Re: Re: Re: Re: (OT) Monte Cook's most recent rant.....

mmadsen said:
Yeah, imagine living in NYC when the power goes out -- forever. What do you do?
Phone the electrical company?

Seriously, if something happens that is so bad that there is no longer any way to provide food and energy to NYC, and no way to restore it within a few days, then NYC has certainly already been destroyed too. At the very least, the population has shrunk by 99% - which means that they can live on preserved food and local fuel reserves for years. In those years, they can restore power (statistically, they are bound to have a few electrical engineers among them).
 

years, they can restore power (statistically, they are bound to have a few electrical engineers among them).

Yes. Don't forget the strong, independent woman, her ex-husband (the grizzly, well-greased hero), the black guy, the kid, the politician, the survivalist, and the movie star. Then, they learn to work together through various trials, and a trite little cliché ex-spousal reunion occurs.
 

I think that the question shouldn't be whether we have the skills to survive this scenario, but rather do we have the mental toughness to adapt to the scenario.

Unfortunately our western societies have long held the belief that we are 'civilized beings' many steps removed from primal barbarians.
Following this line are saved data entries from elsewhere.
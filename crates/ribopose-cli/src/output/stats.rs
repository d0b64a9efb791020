//! CSV run summaries, one row per assembly run.

use crate::error::Result;
use ribopose::workflows::assemble::AssemblyStats;
use std::fs::OpenOptions;
use std::path::Path;
use tracing::debug;

const HEADERS: [&str; 5] = [
    "problem",
    "solutions",
    "residues",
    "atoms-per-solution",
    "most-distant-atom",
];

/// Appends one summary row for the run, writing the header first when the
/// file does not exist yet.
pub fn append_run(path: &Path, problem: &str, stats: &AssemblyStats) -> Result<()> {
    let write_header = !path.exists();

    let file = OpenOptions::new().append(true).create(true).open(path)?;
    let mut writer = csv::Writer::from_writer(file);

    if write_header {
        debug!("Creating stats file {:?}", path);
        writer.write_record(HEADERS)?;
    }
    writer.write_record(&[
        problem.to_string(),
        stats.solution_count.to_string(),
        stats.residue_count.to_string(),
        stats.atoms_per_solution.to_string(),
        stats.most_distant_atom.to_string(),
    ])?;
    writer.flush()?;

    Ok(())
}

#[cfg(test)]
mod tests {
    use super::*;
    use std::fs;
    use tempfile::tempdir;

    fn sample_stats() -> AssemblyStats {
        AssemblyStats {
            solution_count: 8,
            residue_count: 17,
            atoms_per_solution: 544,
            most_distant_atom: 23.264,
        }
    }

    #[test]
    fn first_append_writes_header_and_row() {
        let dir = tempdir().unwrap();
        let path = dir.path().join("runs.csv");

        append_run(&path, "anticodon", &sample_stats()).unwrap();

        let content = fs::read_to_string(&path).unwrap();
        let lines: Vec<&str> = content.lines().collect();
        assert_eq!(lines.len(), 2);
        assert_eq!(
            lines[0],
            "problem,solutions,residues,atoms-per-solution,most-distant-atom"
        );
        assert_eq!(lines[1], "anticodon,8,17,544,23.264");
    }

    #[test]
    fn later_appends_add_rows_without_a_second_header() {
        let dir = tempdir().unwrap();
        let path = dir.path().join("runs.csv");

        append_run(&path, "anticodon", &sample_stats()).unwrap();
        let mut second = sample_stats();
        second.solution_count = 12;
        append_run(&path, "pseudoknot", &second).unwrap();

        let content = fs::read_to_string(&path).unwrap();
        let lines: Vec<&str> = content.lines().collect();
        assert_eq!(lines.len(), 3);
        assert!(lines[1].starts_with("anticodon,"));
        assert!(lines[2].starts_with("pseudoknot,12,"));
        assert_eq!(
            content.matches("problem,solutions").count(),
            1,
            "header must appear exactly once"
        );
    }
}
//! The end-to-end assembly workflow.
//!
//! Runs the backtracking search over a [`Problem`]'s domains, optionally in
//! parallel or capped at a solution count, and summarizes the geometry of
//! whatever the search found.

use crate::engine::error::EngineError;
use crate::engine::progress::{Progress, ProgressReporter};
use crate::engine::search;
use crate::engine::state::Assignment;
use crate::workflows::problems::Problem;
use tracing::{info, instrument};

/// Knobs for a single assembly run.
#[derive(Debug, Clone, Default)]
pub struct AssembleOptions {
    /// Stop after this many solutions. `None` enumerates the full space.
    pub max_solutions: Option<usize>,
    /// Split the search across threads at the first domain. Falls back to
    /// the sequential search when the `parallel` feature is disabled.
    pub parallel: bool,
}

/// Aggregate geometry of a finished run.
#[derive(Debug, Clone, Copy, PartialEq)]
pub struct AssemblyStats {
    pub solution_count: usize,
    /// Residues per chain. Zero when the search found nothing.
    pub residue_count: usize,
    /// World-space atoms per chain.
    pub atoms_per_solution: usize,
    /// Largest distance of any placed atom from the origin, across every
    /// solution. A quick proxy for how far the assembled fold extends from
    /// the reference residue.
    pub most_distant_atom: f64,
}

#[derive(Debug, Clone)]
pub struct AssemblyResult {
    pub solutions: Vec<Assignment>,
    pub stats: AssemblyStats,
}

#[instrument(skip_all, name = "assembly_workflow")]
pub fn run(
    problem: &Problem,
    options: &AssembleOptions,
    reporter: &ProgressReporter,
) -> Result<AssemblyResult, EngineError> {
    // === Phase 1: Enumerate consistent chains ===
    reporter.report(Progress::PhaseStart { name: "Searching" });
    info!(
        problem = problem.name,
        residues = problem.residue_count(),
        "Starting assembly: enumerating consistent chains."
    );

    let solutions = collect_solutions(problem, options, reporter)?;

    reporter.report(Progress::Message(format!(
        "Found {} solution(s).",
        solutions.len()
    )));
    reporter.report(Progress::PhaseFinish);

    // === Phase 2: Summarize geometry ===
    let stats = compute_stats(&solutions);

    info!(
        solutions = stats.solution_count,
        most_distant_atom = stats.most_distant_atom,
        "Assembly complete."
    );
    Ok(AssemblyResult { solutions, stats })
}

fn collect_solutions(
    problem: &Problem,
    options: &AssembleOptions,
    reporter: &ProgressReporter,
) -> Result<Vec<Assignment>, EngineError> {
    let cap = options.max_solutions.unwrap_or(usize::MAX);

    // A zero step total marks an open-ended task; renderers show a spinner.
    reporter.report(Progress::TaskStart {
        total_steps: options.max_solutions.map_or(0, |n| n as u64),
    });

    #[cfg(feature = "parallel")]
    if options.parallel {
        let solutions =
            search::search_parallel(&problem.domains, &problem.constraint, options.max_solutions)?;
        for _ in &solutions {
            reporter.report(Progress::TaskIncrement);
        }
        reporter.report(Progress::TaskFinish);
        return Ok(solutions);
    }
    #[cfg(not(feature = "parallel"))]
    if options.parallel {
        tracing::warn!("This build has no `parallel` feature; searching sequentially.");
    }

    let mut solutions = Vec::new();
    for solution in search::search(&problem.domains, &problem.constraint).take(cap) {
        solutions.push(solution?);
        reporter.report(Progress::TaskIncrement);
    }

    reporter.report(Progress::TaskFinish);
    Ok(solutions)
}

fn compute_stats(solutions: &[Assignment]) -> AssemblyStats {
    let (residue_count, atoms_per_solution) = solutions
        .first()
        .map(|solution| {
            let atoms = solution
                .iter()
                .map(|residue| residue.template.atoms().count())
                .sum();
            (solution.len(), atoms)
        })
        .unwrap_or((0, 0));

    let most_distant_atom = solutions
        .iter()
        .flat_map(|solution| solution.iter())
        .flat_map(|residue| {
            residue
                .template
                .atoms()
                .map(move |(_, local)| residue.world_point(&local).coords.norm())
        })
        .fold(0.0, f64::max);

    AssemblyStats {
        solution_count: solutions.len(),
        residue_count,
        atoms_per_solution,
        most_distant_atom,
    }
}
//! The closed vocabulary of RNA atom names.
//!
//! Every atom a template can carry is one of the [`AtomName`] variants below.
//! Text names follow the PDB convention for nucleic acids, with primes on the
//! ribose atoms (`O5'`, `H2''`). The ordering weights define the canonical
//! output order used when structures are written to disk: phosphate first,
//! then the ribose backbone 5' to 3', then the base.

use phf::{Map, phf_map};
use std::fmt;

/// A chemically meaningful atom name within a nucleotide.
///
/// The set is closed: 25 names shared by all four bases plus the base-specific
/// names carried by the payload structs in
/// [`template`](crate::core::models::template).
#[derive(Debug, Clone, Copy, PartialEq, Eq, Hash)]
pub enum AtomName {
    // Phosphate group.
    P,
    Op1,
    Op2,
    // Ribose and backbone.
    O5p,
    C5p,
    H5p,
    H5pp,
    C4p,
    H4p,
    O4p,
    C1p,
    H1p,
    C2p,
    H2pp,
    O2p,
    H2p,
    C3p,
    H3p,
    O3p,
    // Six-membered base ring, present in all four bases.
    N1,
    N3,
    C2,
    C4,
    C5,
    C6,
    // Base-specific ring atoms and substituents.
    N2,
    N4,
    N6,
    N7,
    N9,
    C8,
    O2,
    O4,
    O6,
    H1,
    H2,
    H3,
    H5,
    H6,
    H8,
    H21,
    H22,
    H41,
    H42,
    H61,
    H62,
}

#[rustfmt::skip]
static ATOM_NAMES: Map<&'static str, AtomName> = phf_map! {
    "P" => AtomName::P, "OP1" => AtomName::Op1, "OP2" => AtomName::Op2,
    "O5'" => AtomName::O5p, "C5'" => AtomName::C5p,
    "H5'" => AtomName::H5p, "H5''" => AtomName::H5pp,
    "C4'" => AtomName::C4p, "H4'" => AtomName::H4p, "O4'" => AtomName::O4p,
    "C1'" => AtomName::C1p, "H1'" => AtomName::H1p,
    "C2'" => AtomName::C2p, "H2''" => AtomName::H2pp,
    "O2'" => AtomName::O2p, "H2'" => AtomName::H2p,
    "C3'" => AtomName::C3p, "H3'" => AtomName::H3p, "O3'" => AtomName::O3p,
    "N1" => AtomName::N1, "N3" => AtomName::N3,
    "C2" => AtomName::C2, "C4" => AtomName::C4,
    "C5" => AtomName::C5, "C6" => AtomName::C6,
    "N2" => AtomName::N2, "N4" => AtomName::N4, "N6" => AtomName::N6,
    "N7" => AtomName::N7, "N9" => AtomName::N9, "C8" => AtomName::C8,
    "O2" => AtomName::O2, "O4" => AtomName::O4, "O6" => AtomName::O6,
    "H1" => AtomName::H1, "H2" => AtomName::H2, "H3" => AtomName::H3,
    "H5" => AtomName::H5, "H6" => AtomName::H6, "H8" => AtomName::H8,
    "H21" => AtomName::H21, "H22" => AtomName::H22,
    "H41" => AtomName::H41, "H42" => AtomName::H42,
    "H61" => AtomName::H61, "H62" => AtomName::H62,
};

#[rustfmt::skip]
static ATOM_ORDER_WEIGHTS: Map<&'static str, i32> = phf_map! {
    // --- Phosphate group (0-99) ---
    "P" => 0, "OP1" => 10, "OP2" => 20,

    // --- Ribose backbone, 5' to 3' (100-299) ---
    "O5'" => 100,
    "C5'" => 110, "H5'" => 111, "H5''" => 112,
    "C4'" => 120, "H4'" => 121,
    "O4'" => 130,
    "C1'" => 140, "H1'" => 141,
    "C2'" => 150, "H2''" => 151,
    "O2'" => 160, "H2'" => 161,
    "C3'" => 170, "H3'" => 171,
    "O3'" => 180,

    // --- Six-membered base ring with substituents (300-499) ---
    "N1" => 300, "H1" => 301,
    "C2" => 310, "H2" => 311,
    "N2" => 320, "H21" => 321, "H22" => 322,
    "O2" => 330,
    "N3" => 340, "H3" => 341,
    "C4" => 350,
    "N4" => 360, "H41" => 361, "H42" => 362,
    "O4" => 365,
    "C5" => 370, "H5" => 371,
    "C6" => 380, "H6" => 381,
    "N6" => 390, "H61" => 391, "H62" => 392,
    "O6" => 395,

    // --- Purine imidazole ring (500-599) ---
    "N7" => 500,
    "C8" => 510, "H8" => 511,
    "N9" => 520,
};

impl AtomName {
    /// Parses a PDB-style atom name, e.g. `"O5'"` or `"H2''"`.
    pub fn parse(name: &str) -> Option<Self> {
        ATOM_NAMES.get(name).copied()
    }

    /// The PDB-style text form of the name.
    pub fn as_str(&self) -> &'static str {
        match self {
            AtomName::P => "P",
            AtomName::Op1 => "OP1",
            AtomName::Op2 => "OP2",
            AtomName::O5p => "O5'",
            AtomName::C5p => "C5'",
            AtomName::H5p => "H5'",
            AtomName::H5pp => "H5''",
            AtomName::C4p => "C4'",
            AtomName::H4p => "H4'",
            AtomName::O4p => "O4'",
            AtomName::C1p => "C1'",
            AtomName::H1p => "H1'",
            AtomName::C2p => "C2'",
            AtomName::H2pp => "H2''",
            AtomName::O2p => "O2'",
            AtomName::H2p => "H2'",
            AtomName::C3p => "C3'",
            AtomName::H3p => "H3'",
            AtomName::O3p => "O3'",
            AtomName::N1 => "N1",
            AtomName::N3 => "N3",
            AtomName::C2 => "C2",
            AtomName::C4 => "C4",
            AtomName::C5 => "C5",
            AtomName::C6 => "C6",
            AtomName::N2 => "N2",
            AtomName::N4 => "N4",
            AtomName::N6 => "N6",
            AtomName::N7 => "N7",
            AtomName::N9 => "N9",
            AtomName::C8 => "C8",
            AtomName::O2 => "O2",
            AtomName::O4 => "O4",
            AtomName::O6 => "O6",
            AtomName::H1 => "H1",
            AtomName::H2 => "H2",
            AtomName::H3 => "H3",
            AtomName::H5 => "H5",
            AtomName::H6 => "H6",
            AtomName::H8 => "H8",
            AtomName::H21 => "H21",
            AtomName::H22 => "H22",
            AtomName::H41 => "H41",
            AtomName::H42 => "H42",
            AtomName::H61 => "H61",
            AtomName::H62 => "H62",
        }
    }

    /// The element symbol, derived from the leading letter of the name.
    pub fn element(&self) -> &'static str {
        match self.as_str().as_bytes().first() {
            Some(b'C') => "C",
            Some(b'N') => "N",
            Some(b'O') => "O",
            Some(b'P') => "P",
            _ => "H",
        }
    }

    /// The canonical output weight. Lower weights are written first within
    /// a residue.
    pub fn ordering_weight(&self) -> i32 {
        ATOM_ORDER_WEIGHTS
            .get(self.as_str())
            .copied()
            .unwrap_or(i32::MAX)
    }
}

impl fmt::Display for AtomName {
    fn fmt(&self, f: &mut fmt::Formatter<'_>) -> fmt::Result {
        f.write_str(self.as_str())
    }
}

#[cfg(test)]
mod tests {
    use super::*;

    #[test]
    fn parse_accepts_primed_ribose_names() {
        assert_eq!(AtomName::parse("O5'"), Some(AtomName::O5p));
        assert_eq!(AtomName::parse("H5''"), Some(AtomName::H5pp));
        assert_eq!(AtomName::parse("C1'"), Some(AtomName::C1p));
    }

    #[test]
    fn parse_rejects_unknown_names() {
        assert_eq!(AtomName::parse("CA"), None);
        assert_eq!(AtomName::parse("o5'"), None);
        assert_eq!(AtomName::parse(""), None);
    }

    #[test]
    fn display_round_trips_through_parse() {
        for name in [
            AtomName::P,
            AtomName::O5p,
            AtomName::H2pp,
            AtomName::N9,
            AtomName::H61,
        ] {
            assert_eq!(AtomName::parse(name.as_str()), Some(name));
        }
    }

    #[test]
    fn ordering_weights_follow_backbone_then_base() {
        assert!(AtomName::P.ordering_weight() < AtomName::O5p.ordering_weight());
        assert!(AtomName::O5p.ordering_weight() < AtomName::O3p.ordering_weight());
        assert!(AtomName::O3p.ordering_weight() < AtomName::N1.ordering_weight());
        assert!(AtomName::N1.ordering_weight() < AtomName::N9.ordering_weight());
    }

    #[test]
    fn elements_are_derived_from_the_leading_letter() {
        assert_eq!(AtomName::P.element(), "P");
        assert_eq!(AtomName::Op1.element(), "O");
        assert_eq!(AtomName::H5pp.element(), "H");
        assert_eq!(AtomName::N9.element(), "N");
        assert_eq!(AtomName::C1p.element(), "C");
    }
}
I think that this 'civilization' is rather a thin veneer that is easily torn, but because people believe so strongly in it when it is torn they cannot psychological adapt to it easily.

I think in most heavily urbanized regions many would die quickly, then starvation would begin for the remaining and this would be followed by canabalism when individual survival instincts take control of the survivors actions.